How the Climate Duty of Care Bill impacts future generations
By Dante Casanova, Save the Children Youth Advisor.
When I was 11 years old my school had an assembly with a guest speaker. There was nothing extraordinary about this, except the opening of this speech was this question: “Who here believes in climate change?”
It was the summer of 2013 in a small Catholic school in rural NSW, and the guest speaker talked for an hour about why climate change was a conspiracy made up by scientists to distract us from what he saw as more pressing issues.
This speech encapsulated the views about climate change that I was raised with. It was a childhood filled with paranoia about how the government is lying to me every step of the way.
But then, I grew up. At 16, I escaped my abusive parents and insular right-wing community and over the next five years started to learn about…everything. Including climate change. And how many species have gone extinct. And the extent of the pollution. And the landfill. And the government still approving coal mines. And apparently, I still don’t know how to recycle.
But wait, there's more. 'Personal carbon footprints’ were invented by a corporation, and it is fossil fuel companies who are responsible for this mess, but they’re massive donors to politicians, so no one does anything about it AND OH MY GOD THIS IS A DISASTER.
The future facing children should we fail to respond to the climate crisis.
Photo: Save the Children.
It was terrifying to learn all this. But the way I cope with fear is to do something. So, I found out how others my age are taking action: School Strike 4 Climate, community gardens with native plants, so, so many protests. But unfortunately, I couldn’t do any of it.
I have a mobility disability. I often use a crutch to walk, and even still I can’t walk very far. I am proudly disabled, but I can’t go to protests. They’re not safe for me, or for a lot of disabled people. Especially since the police have ramped up their use of force on climate activists, the likelihood that I would need to move much quicker than I am able is too high a risk.
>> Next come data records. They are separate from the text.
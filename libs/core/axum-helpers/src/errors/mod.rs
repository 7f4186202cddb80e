pub mod codes;
pub mod handlers;
pub mod responses;

pub use codes::ErrorCode;

use axum::{
    Json,
    http::StatusCode,
    response::{IntoResponse, Response},
};
use sea_orm::DbErr;
use serde::{Deserialize, Serialize};
use thiserror::Error;
use utoipa::ToSchema;

/// Message sent to clients for every unexpected failure.
pub const INTERNAL_SERVER_ERROR_MESSAGE: &str = "Internal Server Error";

/// Body of every error response.
///
/// ```json
/// { "message": "Category not found. Please provide a valid category id" }
/// ```
#[derive(Debug, Clone, PartialEq, Eq, Serialize, Deserialize, ToSchema)]
pub struct ErrorResponse {
    pub message: String,
}

impl ErrorResponse {
    pub fn new(message: impl Into<String>) -> Self {
        Self {
            message: message.into(),
        }
    }
}

/// Failure that can be turned into an HTTP response.
///
/// Client errors carry their message through to the body. Server errors
/// keep their detail in the log and answer with
/// [`INTERNAL_SERVER_ERROR_MESSAGE`].
#[derive(Debug, Error)]
#[non_exhaustive]
pub enum AppError {
    #[error("Bad Request: {0}")]
    BadRequest(String),

    #[error("Invalid JSON body: {0}")]
    InvalidJson(String),

    #[error("Invalid query: {0}")]
    InvalidQuery(String),

    #[error("Not Found: {0}")]
    NotFound(String),

    #[error("Internal Server Error: {0}")]
    InternalServerError(String),

    #[error("Database error: {0}")]
    Database(#[from] DbErr),
}

impl AppError {
    pub fn status(&self) -> StatusCode {
        match self {
            AppError::BadRequest(_) | AppError::InvalidJson(_) | AppError::InvalidQuery(_) => {
                StatusCode::BAD_REQUEST
            }
            AppError::NotFound(_) => StatusCode::NOT_FOUND,
            AppError::InternalServerError(_) | AppError::Database(_) => {
                StatusCode::INTERNAL_SERVER_ERROR
            }
        }
    }

    pub fn error_code(&self) -> ErrorCode {
        match self {
            AppError::BadRequest(_) => ErrorCode::ValidationError,
            AppError::InvalidJson(_) => ErrorCode::InvalidJson,
            AppError::InvalidQuery(_) => ErrorCode::InvalidQuery,
            AppError::NotFound(_) => ErrorCode::NotFound,
            AppError::InternalServerError(_) => ErrorCode::InternalError,
            AppError::Database(_) => ErrorCode::DatabaseError,
        }
    }
}

impl IntoResponse for AppError {
    fn into_response(self) -> Response {
        let status = self.status();
        let code = self.error_code();

        if code.is_server_error() {
            tracing::error!(
                error_code = code.code(),
                error_kind = code.as_str(),
                error = ?self,
                "Request failed"
            );
        } else {
            tracing::info!(
                error_code = code.code(),
                error_kind = code.as_str(),
                "Request rejected: {}",
                self
            );
        }

        let message = match self {
            AppError::BadRequest(msg)
            | AppError::InvalidJson(msg)
            | AppError::InvalidQuery(msg)
            | AppError::NotFound(msg) => msg,
            AppError::InternalServerError(_) | AppError::Database(_) => {
                INTERNAL_SERVER_ERROR_MESSAGE.to_string()
            }
        };

        (status, Json(ErrorResponse { message })).into_response()
    }
}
On top of this, the messaging (originating from campaigns by major polluters) around our personal carbon footprint and individual responsibility to tackle climate change is absolutely suffocating. I don’t have the money or resources required to travel to zero waste stores. The excruciating joint pain I experience daily makes microwave meals a necessity. Considering this, it’s very easy for me to take more than my fair share of blame that we’re in a climate emergency, like I have the power to end climate change by just washing out my milk cartons.
Author and Save the Children Youth Advisor, Dante Casanova.
Photo: Supplied by author.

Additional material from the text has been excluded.